Bras are unwearable unless they’re comfortable. But materials, like cotton, which is used in a number of bra styles, is one of the biggest polluters. It requires more pesticides than any other crop and uses an intense amount of water. A single cotton t-shirt can use as much as 3,000 gallons of water—twice as much as it takes to make an average-sized steak.

Nylon and polyester—two of the biggest materials used in bras—are also big threats to the environment. While cotton eventually biodegrades, neither nylon nor polyester do. They’re not as water-intensive as cotton, but they do require petrochemicals, which are big a problem for the planet both in drilling and in the pollution created.

There are innovations happening in polyester, mostly in the form of making recycled polyester fabric out of plastic waste like water and soda bottles or ocean plastic.
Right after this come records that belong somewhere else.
//! # System Resources
//!
//! The collaborators every engine system shares: the transactional store,
//! the run queue, the run lock, the job scheduler and the event bus.
//!
//! [`SystemResources::commit`] is the only way systems persist changes. It
//! commits the staged writes, then releases the transaction's side effects
//! in a fixed order: snapshot events, heartbeat bookkeeping for the newest
//! snapshot of each run, job actions, and finally domain events.

use crate::config::EngineConfig;
use crate::constants::JSON_OUTPUT_TYPE;
use crate::error::{EngineError, EngineResult};
use crate::events::{EngineEvent, EventPublisher};
use crate::locking::RunLocker;
use crate::logging::log_error;
use crate::models::{
    AuthenticatedEnvironment, ExecutionSnapshot, RunUpdate, TaskRun, TaskRunExecutionStatus,
};
use crate::run_queue::RunQueue;
use crate::store::{EngineStore, StoreTransaction};
use crate::worker::{job_id, EngineJob, JobAction, JobScheduler};
use chrono::{DateTime, Utc};
use serde_json::Value;
use std::collections::HashMap;
use std::future::Future;
use std::sync::Arc;
use tracing::debug;
use uuid::Uuid;

#[derive(Debug)]
pub struct SystemResources {
    pub store: Arc<dyn EngineStore>,
    pub run_queue: RunQueue,
    pub run_lock: RunLocker,
    pub jobs: JobScheduler,
    pub events: EventPublisher,
    pub config: Arc<EngineConfig>,
}

impl SystemResources {
    pub fn new(
        store: Arc<dyn EngineStore>,
        run_queue: RunQueue,
        run_lock: RunLocker,
        jobs: JobScheduler,
        events: EventPublisher,
        config: Arc<EngineConfig>,
    ) -> Self {
        Self {
            store,
            run_queue,
            run_lock,
            jobs,
            events,
            config,
        }
    }

    /// Load a run or fail with [`EngineError::RunNotFound`].
    pub async fn get_run(&self, run_id: Uuid) -> EngineResult<TaskRun> {
        self.store
            .find_run(run_id)
            .await?
            .ok_or(EngineError::RunNotFound { run_id })
    }

    /// Run `f` under the lock of a single run.
    pub async fn lock_run<F, Fut, T>(&self, operation: &str, run_id: Uuid, f: F) -> EngineResult<T>
    where
        F: FnOnce() -> Fut,
        Fut: Future<Output = EngineResult<T>>,
    {
        self.run_lock.lock(operation, &[run_id], None, f).await
    }

    /// How long a snapshot in `status` may go without a heartbeat.
    pub fn heartbeat_timeout(&self, status: TaskRunExecutionStatus) -> Option<chrono::Duration> {
        let heartbeat = &self.config.heartbeat;
        let ms = match status {
            TaskRunExecutionStatus::PendingExecuting => heartbeat.pending_executing_ms,
            TaskRunExecutionStatus::Executing => heartbeat.executing_ms,
            TaskRunExecutionStatus::ExecutingWithWaitpoints => heartbeat.executing_with_waitpoints_ms,
            TaskRunExecutionStatus::PendingCancel => heartbeat.pending_cancel_ms,
            _ => return None,
        };
        Some(chrono::Duration::milliseconds(ms as i64))
    }

    /// Commit a transaction and release its side effects.
    ///
    /// Side effects after a successful commit are best effort: a failure to
    /// schedule a job is logged, never reported as a failed commit.
    pub async fn commit(&self, tx: StoreTransaction) -> EngineResult<()> {
        if tx.is_empty() {
            return Ok(());
        }
        let parts = tx.into_parts();
        if !parts.writes.is_empty() {
            self.store.commit(parts.writes).await?;
        }

        let now = Utc::now();
        let mut latest_per_run: HashMap<Uuid, &ExecutionSnapshot> = HashMap::new();
        for snapshot in &parts.created_snapshots {
            latest_per_run.insert(snapshot.run_id, snapshot);
        }

        let mut jobs = parts.jobs;
        for snapshot in latest_per_run.values() {
            let heartbeat = EngineJob::HeartbeatSnapshot {
                run_id: snapshot.run_id,
                snapshot_id: snapshot.id,
            };
            match self.heartbeat_timeout(snapshot.execution_status) {
                Some(timeout) => jobs.push(JobAction::Schedule {
                    job: heartbeat,
                    run_at: now + timeout,
                }),
                None => jobs.push(JobAction::Ack {
                    job_id: heartbeat.id(),
                }),
            }
        }

        if let Err(e) = self.jobs.apply(jobs).await {
            log_error(
                "SystemResources",
                "commit",
                &e.to_string(),
                Some("Failed to apply job actions after commit"),
            );
        }

        for snapshot in parts.created_snapshots {
            debug!(
                run_id = %snapshot.run_id,
                snapshot_id = %snapshot.id,
                execution_status = %snapshot.execution_status,
                "Execution snapshot created"
            );
            self.events
                .publish(EngineEvent::ExecutionSnapshotCreated { snapshot });
        }
        for event in parts.events {
            self.events.publish(event);
        }
        Ok(())
    }
}

/// Stage a run update and mirror it onto the caller's copy of the run.
pub(crate) fn stage_run_update(
    tx: &mut StoreTransaction,
    run: &mut TaskRun,
    update: RunUpdate,
    now: DateTime<Utc>,
) {
    update.apply_to(run, now);
    tx.update_run(run.id, update);
}

/// Environment descriptor for a run, as the queue needs it.
pub(crate) fn environment_of(run: &TaskRun) -> AuthenticatedEnvironment {
    AuthenticatedEnvironment {
        id: run.runtime_environment_id,
        env_type: run.environment_type,
        project_id: run.project_id,
        organization_id: run.organization_id,
        maximum_concurrency_limit: None,
    }
}

/// Parse a serialized output into the value stored on the run.
pub(crate) fn output_value(output: Option<&str>, output_type: Option<&str>) -> Option<Value> {
    let raw = output?;
    if output_type.unwrap_or(JSON_OUTPUT_TYPE) == JSON_OUTPUT_TYPE {
        if let Ok(value) = serde_json::from_str(raw) {
            return Some(value);
        }
    }
    Some(Value::String(raw.to_string()))
}

/// Serialize a run's stored output back into waitpoint form.
pub(crate) fn output_string(run: &TaskRun) -> Option<String> {
    let is_json = run.output_type.as_deref().unwrap_or(JSON_OUTPUT_TYPE) == JSON_OUTPUT_TYPE;
    match &run.output {
        Some(Value::String(s)) if !is_json => Some(s.clone()),
        Some(value) => Some(value.to_string()),
        None => None,
    }
}

pub(crate) fn expire_job_id(run_id: &Uuid) -> String {
    job_id(crate::constants::jobs::EXPIRE_RUN, run_id)
}

pub(crate) fn delayed_job_id(run_id: &Uuid) -> String {
    job_id(crate::constants::jobs::ENQUEUE_DELAYED_RUN, run_id)
}

#[cfg(test)]
mod tests {
    use super::*;

    #[test]
    fn test_json_output_is_parsed() {
        assert_eq!(
            output_value(Some("{\"a\":1}"), None),
            Some(serde_json::json!({"a": 1}))
        );
        assert_eq!(
            output_value(Some("plain"), Some("text/plain")),
            Some(Value::String("plain".into()))
        );
        assert_eq!(
            output_value(Some("not json"), Some(JSON_OUTPUT_TYPE)),
            Some(Value::String("not json".into()))
        );
        assert_eq!(output_value(None, None), None);
    }
}
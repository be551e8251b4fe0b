mod common;

use common::strategies::*;
use proptest::prelude::*;
use run_engine::engine::TriggerRequest;
use run_engine::retry::sanitize_error;
use run_engine::models::TaskRunError;
use serde_json::json;

proptest! {
    /// Property: backoff never leaves the [min, max] window of its policy
    #[test]
    fn backoff_stays_within_bounds(options in retry_options_strategy(), attempt in 1u32..60) {
        let delay = options.delay_for_attempt(attempt);
        prop_assert!(delay >= options.min_timeout_ms.min(options.max_timeout_ms));
        prop_assert!(delay <= options.max_timeout_ms.max(options.min_timeout_ms));
    }

    /// Property: backoff without jitter never shrinks as attempts grow
    #[test]
    fn backoff_is_monotonic_without_jitter(options in retry_options_strategy(), attempt in 1u32..40) {
        let options = run_engine::retry::RetryOptions { randomize: false, ..options };
        prop_assert!(options.delay_for_attempt(attempt) <= options.delay_for_attempt(attempt + 1));
    }

    /// Property: sanitized errors are storable and keep their variant
    #[test]
    fn sanitized_errors_have_no_nul_and_bounded_fields(error in task_run_error_strategy()) {
        let sanitized = sanitize_error(&error);
        let fields: Vec<String> = match &sanitized {
            TaskRunError::BuiltInError { name, message, stack_trace } => {
                let mut fields = vec![name.clone(), message.clone()];
                fields.extend(stack_trace.clone());
                fields
            }
            TaskRunError::CustomError { raw } | TaskRunError::StringError { raw } => vec![raw.clone()],
            TaskRunError::InternalError { message, stack_trace, code } => {
                prop_assert_eq!(Some(*code), error.internal_code());
                message.iter().chain(stack_trace.iter()).cloned().collect()
            }
        };
        for field in fields {
            prop_assert!(!field.contains('\0'));
            prop_assert!(field.chars().count() <= 10_000);
        }
        prop_assert_eq!(
            std::mem::discriminant(&sanitized),
            std::mem::discriminant(&error)
        );
    }
}

proptest! {
    #![proptest_config(ProptestConfig::with_cases(16))]

    /// Property: an environment limit caps how many runs a dequeue hands out
    #[test]
    fn environment_limit_caps_dequeue(
        run_count in 1usize..8,
        limit in 1u32..5,
        task in task_identifier_strategy(),
    ) {
        let runtime = tokio::runtime::Runtime::new().unwrap();
        runtime.block_on(async {
            let engine = common::engine();
            let env = common::environment().with_concurrency_limit(limit);
            let mut master_queue = String::new();
            for i in 0..run_count {
                let run = engine
                    .trigger(TriggerRequest::new(env.clone(), task.clone(), json!({"i": i})))
                    .await
                    .unwrap();
                master_queue = run.master_queue;
            }

            let dequeued = engine
                .dequeue_from_master_queue(common::WORKER_ID, &master_queue, 50)
                .await
                .unwrap();
            let expected = run_count.min(limit as usize);
            assert_eq!(dequeued.len(), expected);
            assert_eq!(
                engine.run_queue().current_concurrency_of_environment(&env).await.unwrap(),
                expected as u64
            );
        });
    }
}
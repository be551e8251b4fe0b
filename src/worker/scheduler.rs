//! Durable storage of scheduled engine jobs.
//!
//! Jobs live in the queue backend as a sorted set scored by due time plus
//! one payload key per job id. Claiming a job pushes its score out by the
//! visibility timeout, so a job claimed by a crashed process becomes due
//! again instead of being lost.

use super::job::{EngineJob, JobAction, ScheduledJob};
use crate::error::EngineResult;
use crate::run_queue::{KeyProducer, QueueBackend};
use chrono::{DateTime, Utc};
use std::time::Duration;
use tracing::{debug, warn};

/// A job handed out by [`JobScheduler::claim_due`], with the exact payload
/// that was claimed.
#[derive(Debug, Clone, PartialEq)]
pub struct ClaimedJob {
    pub scheduled: ScheduledJob,
    raw: String,
}

impl ClaimedJob {
    pub fn job(&self) -> &EngineJob {
        &self.scheduled.job
    }
}

#[derive(Debug, Clone)]
pub struct JobScheduler {
    backend: QueueBackend,
    keys: KeyProducer,
    visibility_timeout: Duration,
}

impl JobScheduler {
    pub fn new(backend: QueueBackend, keys: KeyProducer, visibility_timeout: Duration) -> Self {
        Self {
            backend,
            keys,
            visibility_timeout,
        }
    }

    /// Schedule a job, replacing any pending job with the same id.
    pub async fn schedule(&self, job: EngineJob, run_at: DateTime<Utc>) -> EngineResult<()> {
        let scheduled = ScheduledJob::new(job);
        let payload = serde_json::to_string(&scheduled)?;
        self.backend
            .schedule_job(
                &self.keys.jobs_key(),
                &self.keys.job_payload_key(&scheduled.id),
                &scheduled.id,
                &payload,
                run_at.timestamp_millis(),
            )
            .await?;
        debug!(job_id = %scheduled.id, run_at = %run_at, "Scheduled job");
        Ok(())
    }

    /// Remove a pending job. Acking an unknown job is a no-op.
    pub async fn ack(&self, job_id: &str) -> EngineResult<()> {
        self.backend
            .delete_job(&self.keys.jobs_key(), &self.keys.job_payload_key(job_id), job_id)
            .await
    }

    /// Apply job actions released by a committed transaction, in order.
    pub async fn apply(&self, actions: Vec<JobAction>) -> EngineResult<()> {
        for action in actions {
            match action {
                JobAction::Schedule { job, run_at } => self.schedule(job, run_at).await?,
                JobAction::Ack { job_id } => self.ack(&job_id).await?,
            }
        }
        Ok(())
    }

    /// Claim up to `limit` jobs due at `now`.
    pub async fn claim_due(&self, now: DateTime<Utc>, limit: usize) -> EngineResult<Vec<ClaimedJob>> {
        let now_ms = now.timestamp_millis();
        let visible_again_ms = now_ms + self.visibility_timeout.as_millis() as i64;
        let claimed = self
            .backend
            .claim_due_jobs(
                &self.keys.jobs_key(),
                &self.keys.job_payload_key(""),
                now_ms,
                limit,
                visible_again_ms,
            )
            .await?;

        let mut jobs = Vec::with_capacity(claimed.len());
        for (job_id, raw) in claimed {
            match serde_json::from_str::<ScheduledJob>(&raw) {
                Ok(scheduled) => jobs.push(ClaimedJob { scheduled, raw }),
                Err(e) => {
                    warn!(job_id = %job_id, error = %e, "Dropping undecodable job");
                    self.ack(&job_id).await?;
                }
            }
        }
        Ok(jobs)
    }

    /// Remove a finished job unless it was rescheduled meanwhile.
    pub async fn complete(&self, claimed: &ClaimedJob) -> EngineResult<bool> {
        self.backend
            .settle_job(
                &self.keys.jobs_key(),
                &self.keys.job_payload_key(&claimed.scheduled.id),
                &claimed.scheduled.id,
                &claimed.raw,
                None,
            )
            .await
    }

    /// Reschedule a failed job as its next attempt, unless it was replaced
    /// meanwhile.
    pub async fn retry(&self, claimed: &ClaimedJob, run_at: DateTime<Utc>) -> EngineResult<bool> {
        let next = serde_json::to_string(&claimed.scheduled.next_attempt())?;
        self.backend
            .settle_job(
                &self.keys.jobs_key(),
                &self.keys.job_payload_key(&claimed.scheduled.id),
                &claimed.scheduled.id,
                &claimed.raw,
                Some((&next, run_at.timestamp_millis())),
            )
            .await
    }

    /// Pending job ids with their due time in epoch milliseconds.
    pub async fn pending(&self) -> EngineResult<Vec<(String, i64)>> {
        self.backend
            .zrange_with_scores(&self.keys.jobs_key(), 0, usize::MAX)
            .await
    }

    pub async fn find(&self, job_id: &str) -> EngineResult<Option<ScheduledJob>> {
        let Some(raw) = self.backend.get(&self.keys.job_payload_key(job_id)).await? else {
            return Ok(None);
        };
        Ok(serde_json::from_str(&raw).ok())
    }
}

#[cfg(test)]
mod tests {
    use super::*;
    use uuid::Uuid;

    fn scheduler() -> JobScheduler {
        JobScheduler::new(
            QueueBackend::memory(),
            KeyProducer::new("test:"),
            Duration::from_secs(30),
        )
    }

    #[tokio::test]
    async fn test_only_due_jobs_are_claimed() {
        let scheduler = scheduler();
        let now = Utc::now();
        let due = EngineJob::ExpireRun { run_id: Uuid::now_v7() };
        let later = EngineJob::ExpireRun { run_id: Uuid::now_v7() };
        scheduler.schedule(due.clone(), now).await.unwrap();
        scheduler
            .schedule(later, now + chrono::Duration::minutes(5))
            .await
            .unwrap();

        let claimed = scheduler.claim_due(now, 10).await.unwrap();
        assert_eq!(claimed.len(), 1);
        assert_eq!(claimed[0].job(), &due);

        // Claimed jobs are invisible until the visibility timeout passes.
        assert!(scheduler.claim_due(now, 10).await.unwrap().is_empty());
        let redelivered = scheduler
            .claim_due(now + chrono::Duration::seconds(31), 10)
            .await
            .unwrap();
        assert_eq!(redelivered.len(), 1);
    }

    #[tokio::test]
    async fn test_complete_does_not_remove_rescheduled_job() {
        let scheduler = scheduler();
        let run_id = Uuid::now_v7();
        let now = Utc::now();
        scheduler
            .schedule(EngineJob::HeartbeatSnapshot { run_id, snapshot_id: Uuid::now_v7() }, now)
            .await
            .unwrap();
        let claimed = scheduler.claim_due(now, 1).await.unwrap().remove(0);

        let replacement = EngineJob::HeartbeatSnapshot { run_id, snapshot_id: Uuid::now_v7() };
        scheduler
            .schedule(replacement.clone(), now + chrono::Duration::minutes(1))
            .await
            .unwrap();

        assert!(!scheduler.complete(&claimed).await.unwrap());
        let stored = scheduler.find(&claimed.scheduled.id).await.unwrap().unwrap();
        assert_eq!(stored.job, replacement);
    }

    #[tokio::test]
    async fn test_retry_bumps_attempt() {
        let scheduler = scheduler();
        let now = Utc::now();
        scheduler
            .schedule(EngineJob::TryCompleteBatch { batch_id: Uuid::now_v7() }, now)
            .await
            .unwrap();
        let claimed = scheduler.claim_due(now, 1).await.unwrap().remove(0);

        assert!(scheduler.retry(&claimed, now).await.unwrap());
        let again = scheduler.claim_due(now, 1).await.unwrap().remove(0);
        assert_eq!(again.scheduled.attempt, 1);
        assert!(scheduler.complete(&again).await.unwrap());
        assert!(scheduler.pending().await.unwrap().is_empty());
    }

    #[tokio::test]
    async fn test_apply_runs_actions_in_order() {
        let scheduler = scheduler();
        let job = EngineJob::EnqueueDelayedRun { run_id: Uuid::now_v7() };
        scheduler
            .apply(vec![
                JobAction::Schedule { job: job.clone(), run_at: Utc::now() },
                JobAction::Ack { job_id: job.id() },
            ])
            .await
            .unwrap();
        assert!(scheduler.pending().await.unwrap().is_empty());
    }
}
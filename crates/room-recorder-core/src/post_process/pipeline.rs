//! Turns a finished raw capture into the durable artifact.
//!
//! A recording is never discarded because of a tooling failure: when the
//! encoder or the rename fails, the raw file itself becomes the artifact.

use crate::{
    capture::path_component,
    notify::StatusReporter,
    post_process::{
        BYTES_PER_MB, HookPayload, PostProcessSettings, relative_to_root, truncate_two_decimals,
    },
    protocol::{TaskRequest, TaskResponse},
};

use std::{
    path::{Path, PathBuf},
    process::Stdio,
    sync::Arc,
};

use tokio::process::Command;
use tracing::{error, info, instrument};

/// The file a pipeline run settled on.
#[derive(Debug, Clone, PartialEq)]
pub struct FinalArtifact {
    /// File name inside the recording directory.
    pub file_name: String,
    /// Full path of the file.
    pub path: PathBuf,
    /// Path reported upstream, relative to the storage root.
    pub relative_path: String,
    /// Reported size in megabytes, truncated to two decimals.
    pub size_mb: f32,
}

/// Post-processing pipeline shared by every finished recording.
#[derive(Clone)]
pub struct PostProcessor {
    settings: Arc<PostProcessSettings>,
    reporter: Arc<dyn StatusReporter>,
}

impl PostProcessor {
    /// Pipeline reporting finalized files through `reporter`.
    pub fn new(settings: PostProcessSettings, reporter: Arc<dyn StatusReporter>) -> Self {
        Self {
            settings: Arc::new(settings),
            reporter,
        }
    }

    /// Finalize `dir/file_name` for `req`, report it and run hook scripts.
    ///
    /// Returns `None` when the final file cannot be inspected; nothing is
    /// reported in that case.
    #[instrument(
        skip(self, req),
        fields(recording_id = %req.recording_id, room_table_id = req.room_table_id)
    )]
    pub async fn run(
        &self,
        req: &TaskRequest,
        dir: &Path,
        file_name: &str,
    ) -> Option<FinalArtifact> {
        let raw_path = dir.join(file_name);
        let mut final_name = format!("{}.mp4", path_component(&req.recording_id));
        let mut final_path = dir.join(&final_name);

        if self.settings.convert_to_mp4 {
            match self.convert(&raw_path, &final_path).await {
                Ok(()) => {
                    if let Err(e) = tokio::fs::remove_file(&raw_path).await {
                        error!(
                            path = ?raw_path,
                            error = %e,
                            "Failed to remove raw file after conversion"
                        );
                    }
                }
                Err(reason) => {
                    error!(
                        raw_file = %file_name,
                        reason = %reason,
                        "Keeping the raw file as output because conversion failed"
                    );
                    let _ = tokio::fs::remove_file(&final_path).await;
                    final_name = file_name.to_string();
                    final_path = raw_path;
                }
            }
        } else if let Err(e) = tokio::fs::rename(&raw_path, &final_path).await {
            error!(
                raw_file = %file_name,
                error = %e,
                "Keeping the raw file as output because rename failed"
            );
            final_name = file_name.to_string();
            final_path = raw_path;
        }

        let metadata = match tokio::fs::metadata(&final_path).await {
            Ok(metadata) => metadata,
            Err(e) => {
                error!(path = ?final_path, error = %e, "Failed to inspect final recording");
                return None;
            }
        };

        let size_mb = metadata.len() as f32 / BYTES_PER_MB;
        let artifact = FinalArtifact {
            relative_path: relative_to_root(&self.settings.storage_root, &final_path),
            size_mb: truncate_two_decimals(size_mb),
            file_name: final_name,
            path: final_path,
        };

        let response =
            TaskResponse::proceeded(req, artifact.relative_path.clone(), artifact.size_mb);
        info!(
            file_path = %response.file_path,
            file_size = response.file_size,
            "Reporting processed recording"
        );
        if let Err(e) = self.reporter.report(&response).await {
            error!(error = %e, "Failed to report processed recording");
        }

        self.run_hooks(req, &artifact, size_mb).await;

        Some(artifact)
    }

    async fn convert(&self, raw: &Path, target: &Path) -> Result<(), String> {
        let settings = &self.settings;
        let mut command = Command::new(&settings.encoder_program);
        command
            .args(settings.pre_input.split_whitespace())
            .arg("-i")
            .arg(raw)
            .args(settings.post_input.split_whitespace())
            .arg(target)
            .stdin(Stdio::null());

        info!(
            program = %settings.encoder_program,
            input = ?raw,
            output = ?target,
            "Starting post recording conversion"
        );

        let output = command
            .output()
            .await
            .map_err(|e| format!("failed to run {}: {}", settings.encoder_program, e))?;

        if output.status.success() {
            Ok(())
        } else {
            Err(format!(
                "{} exited with {}: {}",
                settings.encoder_program,
                output.status,
                String::from_utf8_lossy(&output.stderr).trim()
            ))
        }
    }

    async fn run_hooks(&self, req: &TaskRequest, artifact: &FinalArtifact, size_mb: f32) {
        if self.settings.hook_scripts.is_empty() {
            return;
        }

        let payload = HookPayload::new(
            req,
            &artifact.file_name,
            artifact.path.to_string_lossy().into_owned(),
            size_mb,
        );
        let json = match serde_json::to_string(&payload) {
            Ok(json) => json,
            Err(e) => {
                error!(error = %e, "Failed to encode hook payload");
                return;
            }
        };

        for script in &self.settings.hook_scripts {
            match Command::new("sh")
                .arg(script)
                .arg(&json)
                .stdin(Stdio::null())
                .output()
                .await
            {
                Ok(output) if output.status.success() => {
                    info!(script = ?script, "Post-processing script finished");
                }
                Ok(output) => {
                    error!(
                        script = ?script,
                        status = %output.status,
                        stderr = %String::from_utf8_lossy(&output.stderr).trim(),
                        "Post-processing script failed"
                    );
                }
                Err(e) => {
                    error!(script = ?script, error = %e, "Failed to run post-processing script");
                }
            }
        }
    }
}
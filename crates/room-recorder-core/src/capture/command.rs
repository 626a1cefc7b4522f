use crate::protocol::TaskRequest;

use std::{path::PathBuf, time::Duration};

/// How the process capture engine is launched.
#[derive(Debug, Clone)]
pub struct CaptureSettings {
    /// Program to run for every capture.
    pub program: String,
    /// Argument templates for recording jobs.
    pub recording_args: Vec<String>,
    /// Argument templates for RTMP relay jobs.
    pub rtmp_args: Vec<String>,
    /// Extension of the raw recording file.
    pub raw_extension: String,
    /// Written to the child's stdin to request a graceful stop.
    /// When `None` the child is killed.
    pub stop_input: Option<String>,
    /// Root under which per-room recording directories are created.
    pub storage_root: PathBuf,
    /// Interval at which the raw file is checked before reporting started.
    pub startup_poll: Duration,
}

/// Replace `{placeholder}` tokens in `template` with request fields.
///
/// Known placeholders: `{room_id}`, `{room_sid}`, `{room_table_id}`,
/// `{recording_id}`, `{recorder_id}`, `{output}`.
pub fn expand_template(template: &str, req: &TaskRequest, output: &str) -> String {
    template
        .replace("{room_table_id}", &req.room_table_id.to_string())
        .replace("{room_id}", &req.room_id)
        .replace("{room_sid}", &req.room_sid)
        .replace("{recording_id}", &req.recording_id)
        .replace("{recorder_id}", &req.recorder_id)
        .replace("{output}", output)
}

/// Make an identifier safe to use as a single path component.
pub(crate) fn path_component(value: &str) -> String {
    let cleaned: String = value
        .chars()
        .map(|c| match c {
            '/' | '\\' | '\0' => '_',
            other => other,
        })
        .collect();

    match cleaned.as_str() {
        "" | "." | ".." => "_".to_string(),
        _ => cleaned,
    }
}
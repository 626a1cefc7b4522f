use crate::registry::RegistryKey;

use std::panic::Location;

use error_location::ErrorLocation;
use thiserror::Error;

/// Recorder control-plane errors with source location tracking.
#[derive(Error, Debug)]
pub enum RecorderError {
    /// A job with the same registry key is already running.
    #[error("This request is already in progress: {key} {location}")]
    DuplicateInProgress {
        /// Key of the job that is already active.
        key: RegistryKey,
        /// Source location where error occurred.
        location: ErrorLocation,
    },

    /// The capture process could not be started.
    #[error("Capture launch failed: {reason} {location}")]
    CaptureLaunch {
        /// Description of the launch failure.
        reason: String,
        /// Source location where error occurred.
        location: ErrorLocation,
    },

    /// The job kind is not a start or stop command.
    #[error("Unsupported task kind: {task} {location}")]
    UnsupportedTask {
        /// Name of the rejected job kind.
        task: String,
        /// Source location where error occurred.
        location: ErrorLocation,
    },

    /// The coordinator could not be reached.
    #[error("Notification failed: {source} {location}")]
    Notification {
        /// Underlying HTTP client error.
        #[source]
        source: reqwest::Error,
        /// Source location where error occurred.
        location: ErrorLocation,
    },

    /// The request body could not be signed.
    #[error("Signature error: {reason} {location}")]
    Signature {
        /// Description of the signing failure.
        reason: String,
        /// Source location where error occurred.
        location: ErrorLocation,
    },

    /// The progress counter could not be updated.
    #[error("Progress update failed: {reason} {location}")]
    Progress {
        /// Description of the counter failure.
        reason: String,
        /// Source location where error occurred.
        location: ErrorLocation,
    },

    /// Filesystem or process IO failure.
    #[error("IO error: {source} {location}")]
    Io {
        /// The underlying IO error.
        #[source]
        source: std::io::Error,
        /// Source location where error occurred.
        location: ErrorLocation,
    },
}

impl From<std::io::Error> for RecorderError {
    #[track_caller]
    fn from(source: std::io::Error) -> Self {
        RecorderError::Io {
            source,
            location: ErrorLocation::from(Location::caller()),
        }
    }
}

impl From<reqwest::Error> for RecorderError {
    #[track_caller]
    fn from(source: reqwest::Error) -> Self {
        RecorderError::Notification {
            source,
            location: ErrorLocation::from(Location::caller()),
        }
    }
}

/// Result type alias using [`RecorderError`].
pub type Result<T> = std::result::Result<T, RecorderError>;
Sportswear giant Adidas has created 2 new textiles – Primeblue and Primegreen – from ocean plastic waste. Other designers are working materials like bamboo viscose or innovations such as low-water or natural dyeing processes.

Sustainable Bras

Can’t totally let the girls run free? Sometimes wearing a bra is unavoidable. Give these sustainable options a try.

1. People Tree

A leader in sustainable fashion since 1991, People Tree uses eco-friendly materials, including those that are Fair Trade certified. It doesn’t just source quality materials, though–they’re working in compliance with the Small Producers Organizations Code of Conduct in an effort to support artisans and textile growers alike. The first company to be awarded the World Fair Trade Organisation product label, People Tree is guided by principles of fair trade, fair wages, good working conditions, transparency, environmental best practices, and gender equality. 

2. Naja

It’s easy to see why women in the 1960s and ’70s were so keen on bra burning. Have you seen what was available back then? Nothing short of corsets, bras were thick, overloaded with straps and hooks hard to get in or out of. Enter: Naja. It’s got all of the ethos attached to the bra-burning movement like supporting equal rights for women, child-free labor, and protecting the planet—but with a sexy, sleek bra you’ll actually want to wear. It uses materials made from recycled plastics and employs digital printing to reduce wastewater from fabric dyeing. Its Underwear for Hope program helps educate and employ women.

3. PACT

If a happy medium exists between the bra-d and the braless, it’s most certainly the bralette. While it may sounds like an excessively feminine twist on the sturdier bra, the bralette is more multi-functional camisole soft meets sportsbra utility. And for PACT, it’s also a medium for social change: the brand is committed to sweatshop and child-labor-free practices. The bralettes are made with organic cotton and at least 50 percent Fair Trade materials.